“你是说,你不用出门就能拯救天下的所有人。”

原来她每天看到的也只是一隅?

[你的苦苦挣扎,我亦看在眼里。]那张可怖的面孔附来,惨白的眼瞳倒影出她迷茫的模样,[若你有本事,就自己来取你想要的东西。]

这已是他最宽容的姿态。

初雪听懂了,弯腰捡起针线篓,“我替你缝合身体吧。”

这是一项重大的工程,她一针一线缝的整整齐齐,最后一针落下,收合,红线打了个结被她藏进头发里。

取出一把梳子,初雪动作轻盈的为他通顺发丝,红衣重新穿上,遮掩他通体的红线。

五官被扭正后,他的容貌让初雪略略怔愣,“长的…跟阿离哥哥不太一样。”

[很丑吗?]

纤长的红色睫毛低垂,他的轮廓雾一般柔和美丽,那是一种雌雄莫辨的优越。

初雪面颊克制不住的弥漫起一层粉,将面具重新扣上,“…不丑。”

“我不要你的东西了,只要你娶我,定然不会看到自己的妻子先你一步死亡,我还是想嫁给你。”

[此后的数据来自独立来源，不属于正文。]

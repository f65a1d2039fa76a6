//! CSV Report
//!
//! Appends round results to `performance_results_{N}.csv`.

use std::fs::OpenOptions;
use std::path::{Path, PathBuf};

use anyhow::Context;

use crate::runner::BenchResult;

pub fn results_path(dir: &Path, iterations: usize) -> PathBuf {
    dir.join(format!("performance_results_{}.csv", iterations))
}

/// Append one row, writing the header only if the file is new
pub fn append_csv(path: &Path, result: &BenchResult) -> anyhow::Result<()> {
    let is_new = !path.exists();
    let file = OpenOptions::new()
        .create(true)
        .append(true)
        .open(path)
        .with_context(|| format!("opening {}", path.display()))?;

    let mut writer = csv::WriterBuilder::new()
        .has_headers(is_new)
        .from_writer(file);
    writer.serialize(result)?;
    writer.flush()?;
    Ok(())
}

pub fn summary(result: &BenchResult) -> String {
    format!(
        "---\n\
         iterations: {}\n\
         create: {:.2}s\n\
         read:   {:.2}s\n\
         update: {:.2}s\n\
         delete: {:.2}s\n\
         total:  {:.2}s\n\
         ---",
        result.iterations,
        result.create_time,
        result.read_time,
        result.update_time,
        result.delete_time,
        result.total_time,
    )
}

#[cfg(test)]
mod tests {
    use super::*;

    fn result(iterations: usize) -> BenchResult {
        BenchResult {
            iterations,
            create_time: 1.5,
            read_time: 0.25,
            update_time: 1.0,
            delete_time: 0.75,
            total_time: 3.5,
            created: iterations,
        }
    }

    #[test]
    fn test_header_written_once() {
        let dir = tempfile::tempdir().unwrap();
        let path = results_path(dir.path(), 10);

        append_csv(&path, &result(10)).unwrap();
        append_csv(&path, &result(10)).unwrap();

        let content = std::fs::read_to_string(&path).unwrap();
        let lines: Vec<_> = content.lines().collect();
        assert_eq!(
            lines,
            [
                "iterations,create_time,read_time,update_time,delete_time,total_time",
                "10,1.5,0.25,1.0,0.75,3.5",
                "10,1.5,0.25,1.0,0.75,3.5",
            ]
        );
    }

    #[test]
    fn test_results_path_names_iteration_count() {
        let path = results_path(Path::new("out"), 500);
        assert_eq!(path, Path::new("out").join("performance_results_500.csv"));
    }

    #[test]
    fn test_summary_rounds_to_hundredths() {
        let text = summary(&result(50));
        assert!(text.contains("iterations: 50"));
        assert!(text.contains("total:  3.50s"));
    }
}
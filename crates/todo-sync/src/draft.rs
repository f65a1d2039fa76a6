//! Draft Form
//!
//! Client-only state behind the "new task" form.

use chrono::{Days, Local, NaiveDate};

use crate::error::ValidationError;
use crate::models::{NewTask, Timestamp};

/// Days between today and the default due date
pub const DEFAULT_DUE_IN_DAYS: u64 = 7;

/// Source of "today" for default due dates
pub trait Clock: Clone + 'static {
    fn today(&self) -> NaiveDate;
}

/// Local wall clock
#[derive(Debug, Clone, Copy, Default)]
pub struct SystemClock;

impl Clock for SystemClock {
    fn today(&self) -> NaiveDate {
        Local::now().date_naive()
    }
}

/// Clock pinned to a single day
#[derive(Debug, Clone, Copy)]
pub struct FixedClock(pub NaiveDate);

impl Clock for FixedClock {
    fn today(&self) -> NaiveDate {
        self.0
    }
}

/// Default due date for a form opened on `today`
pub fn default_due_date(today: NaiveDate) -> NaiveDate {
    today
        .checked_add_days(Days::new(DEFAULT_DUE_IN_DAYS))
        .unwrap_or(today)
}

/// Pending task creation
#[derive(Debug, Clone, PartialEq, Eq)]
pub struct DraftForm {
    pub title: String,
    pub due_date: NaiveDate,
}

impl DraftForm {
    /// Empty title, due a week from `today`
    pub fn new(today: NaiveDate) -> Self {
        Self {
            title: String::new(),
            due_date: default_due_date(today),
        }
    }

    /// Build the create payload.
    ///
    /// The title must contain something other than whitespace, but it is sent
    /// exactly as typed.
    pub fn to_new_task(&self) -> Result<NewTask, ValidationError> {
        if self.title.trim().is_empty() {
            return Err(ValidationError::EmptyTitle);
        }
        Ok(NewTask::new(
            self.title.clone(),
            Timestamp::from_date(self.due_date),
        ))
    }
}

#[cfg(test)]
mod tests {
    use super::*;

    fn day(y: i32, m: u32, d: u32) -> NaiveDate {
        NaiveDate::from_ymd_opt(y, m, d).unwrap()
    }

    #[test]
    fn test_new_form_due_in_a_week() {
        let form = DraftForm::new(day(2026, 10, 17));
        assert_eq!(form.title, "");
        assert_eq!(form.due_date, day(2026, 10, 24));
    }

    #[test]
    fn test_default_due_date_crosses_month_end() {
        assert_eq!(default_due_date(day(2026, 12, 28)), day(2027, 1, 4));
    }

    #[test]
    fn test_blank_titles_rejected() {
        let mut form = DraftForm::new(day(2026, 10, 17));
        assert_eq!(form.to_new_task(), Err(ValidationError::EmptyTitle));

        form.title = " \t\n ".to_string();
        assert_eq!(form.to_new_task(), Err(ValidationError::EmptyTitle));
    }

    #[test]
    fn test_payload_keeps_title_as_typed() {
        let mut form = DraftForm::new(day(2026, 10, 17));
        form.title = "  Buy milk ".to_string();

        let task = form.to_new_task().unwrap();
        assert_eq!(task.title, "  Buy milk ");
        assert!(!task.completed);
        assert_eq!(task.due_date.as_str(), "2026-10-24T00:00:00.000Z");
    }
}
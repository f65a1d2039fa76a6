//! UI Components

mod new_todo_form;
mod todo_card;
mod todo_list;

pub use new_todo_form::NewTodoForm;
pub use todo_card::TodoCard;
pub use todo_list::TodoList;
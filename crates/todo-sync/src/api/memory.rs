//! In-Memory API
//!
//! A process-local stand-in for the todo server. It assigns ids, stamps
//! timestamps, records every request it receives, and can be told to fail
//! specific operations.

use std::collections::HashSet;
use std::sync::{Mutex, MutexGuard, PoisonError};

use async_trait::async_trait;
use chrono::{SecondsFormat, Utc};
use serde_json::Map;

use super::TodoApi;
use crate::error::{ApiError, ApiResult};
use crate::models::{NewTask, Task, TaskId, Timestamp};

/// The request kinds the API serves
#[derive(Debug, Clone, Copy, PartialEq, Eq, Hash)]
pub enum Operation {
    List,
    Create,
    Update,
    Delete,
}

impl Operation {
    fn method(self) -> &'static str {
        match self {
            Operation::List => "GET",
            Operation::Create => "POST",
            Operation::Update => "PUT",
            Operation::Delete => "DELETE",
        }
    }
}

#[derive(Debug, Default)]
struct Inner {
    tasks: Vec<Task>,
    next_id: i64,
    failing: HashSet<Operation>,
    requests: Vec<Operation>,
}

/// In-process todo server
#[derive(Debug, Default)]
pub struct MemoryApi {
    inner: Mutex<Inner>,
}

fn now() -> Timestamp {
    Timestamp::new(Utc::now().to_rfc3339_opts(SecondsFormat::Micros, true))
}

impl MemoryApi {
    pub fn new() -> Self {
        Self::default()
    }

    fn lock(&self) -> MutexGuard<'_, Inner> {
        self.inner.lock().unwrap_or_else(PoisonError::into_inner)
    }

    /// Store a task directly, as if another client had created it
    pub fn seed(&self, title: &str, completed: bool) -> Task {
        let mut inner = self.lock();
        inner.next_id += 1;
        let task = Task {
            id: TaskId::Int(inner.next_id),
            title: title.to_string(),
            completed,
            due_date: now(),
            created_at: now(),
            updated_at: None,
            extra: Map::new(),
        };
        inner.tasks.push(task.clone());
        task
    }

    /// Make every following `op` request fail with a 503
    pub fn fail(&self, op: Operation) {
        self.lock().failing.insert(op);
    }

    /// Undo `fail`
    pub fn recover(&self, op: Operation) {
        self.lock().failing.remove(&op);
    }

    /// Server-side copy of the collection
    pub fn tasks(&self) -> Vec<Task> {
        self.lock().tasks.clone()
    }

    /// Every request received so far, in order
    pub fn requests(&self) -> Vec<Operation> {
        self.lock().requests.clone()
    }

    /// Record the request and decide whether it is allowed through
    fn begin(&self, op: Operation, path: &str) -> ApiResult<MutexGuard<'_, Inner>> {
        let mut inner = self.lock();
        inner.requests.push(op);
        if inner.failing.contains(&op) {
            return Err(ApiError::Status {
                method: op.method(),
                path: path.to_string(),
                status: 503,
            });
        }
        Ok(inner)
    }
}

fn not_found(op: Operation, path: String) -> ApiError {
    ApiError::Status {
        method: op.method(),
        path,
        status: 404,
    }
}

#[async_trait(?Send)]
impl TodoApi for MemoryApi {
    async fn list(&self) -> ApiResult<Vec<Task>> {
        let inner = self.begin(Operation::List, "/todos")?;
        Ok(inner.tasks.clone())
    }

    async fn create(&self, task: &NewTask) -> ApiResult<Task> {
        let mut inner = self.begin(Operation::Create, "/todos")?;
        inner.next_id += 1;
        let created = Task {
            id: TaskId::Int(inner.next_id),
            title: task.title.clone(),
            completed: task.completed,
            due_date: task.due_date.clone(),
            created_at: now(),
            updated_at: None,
            extra: Map::new(),
        };
        inner.tasks.push(created.clone());
        Ok(created)
    }

    async fn update(&self, task: &Task) -> ApiResult<Task> {
        let path = format!("/todos/{}", task.id);
        let mut inner = self.begin(Operation::Update, &path)?;
        let stored = inner
            .tasks
            .iter_mut()
            .find(|stored| stored.id == task.id)
            .ok_or_else(|| not_found(Operation::Update, path.clone()))?;
        stored.title = task.title.clone();
        stored.completed = task.completed;
        stored.due_date = task.due_date.clone();
        stored.updated_at = Some(now());
        Ok(stored.clone())
    }

    async fn delete(&self, id: &TaskId) -> ApiResult<()> {
        let path = format!("/todos/{}", id);
        let mut inner = self.begin(Operation::Delete, &path)?;
        let before = inner.tasks.len();
        inner.tasks.retain(|task| &task.id != id);
        if inner.tasks.len() == before {
            return Err(not_found(Operation::Delete, path));
        }
        Ok(())
    }
}

#[cfg(test)]
mod tests {
    use super::*;

    #[tokio::test]
    async fn test_create_assigns_ids_and_timestamps() {
        let api = MemoryApi::new();
        let first = api
            .create(&NewTask::new("a", Timestamp::new("2026-10-24T00:00:00.000Z")))
            .await
            .unwrap();
        let second = api
            .create(&NewTask::new("b", Timestamp::new("2026-10-24T00:00:00.000Z")))
            .await
            .unwrap();

        assert_ne!(first.id, second.id);
        assert!(first.created_at.parse().is_some());
        assert_eq!(first.updated_at, None);
        assert_eq!(api.tasks().len(), 2);
    }

    #[tokio::test]
    async fn test_update_stamps_updated_at() {
        let api = MemoryApi::new();
        let task = api.seed("a", false);

        let updated = api.update(&task.toggled()).await.unwrap();

        assert!(updated.completed);
        assert!(updated.updated_at.is_some());
        assert_eq!(updated.created_at, task.created_at);
    }

    #[tokio::test]
    async fn test_missing_ids_are_not_found() {
        let api = MemoryApi::new();
        let task = api.seed("a", false);
        api.delete(&task.id).await.unwrap();

        let err = api.delete(&task.id).await.unwrap_err();
        assert!(matches!(err, ApiError::Status { status: 404, .. }));
        let err = api.update(&task).await.unwrap_err();
        assert!(matches!(err, ApiError::Status { status: 404, .. }));
    }

    #[tokio::test]
    async fn test_failures_are_recorded_and_recoverable() {
        let api = MemoryApi::new();
        api.fail(Operation::List);

        assert!(api.list().await.is_err());
        api.recover(Operation::List);
        assert!(api.list().await.is_ok());
        assert_eq!(api.requests(), [Operation::List, Operation::List]);
    }
}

他一贯没什么表情,盯着她看了良久,[你真是坦诚的可怕。]

她一把握住他衣袖下的手,“那你答应我吧,你不是能看到所有人的苦难吗?我只是想活着,不受他人掌控的活着。”

他收回自己的手,闭上眼眸。

正当初雪以为他还是拒绝的时候,他松口了:[绣嫁衣吧。]

一簇期盼的火焰从心中升起,她一下欢呼出声,扑过去大喊:“神明最好了!”

神明将要娶妻的事情很快传遍了大街小巷。

这条从未设想的道路一旦被开垦,就止不住了。

挡住了不知道第几个来说亲的人,离的脸色更加冷了,他动怒了,侧头看去,罪魁祸首正在哼着歌安心的绣着嫁衣。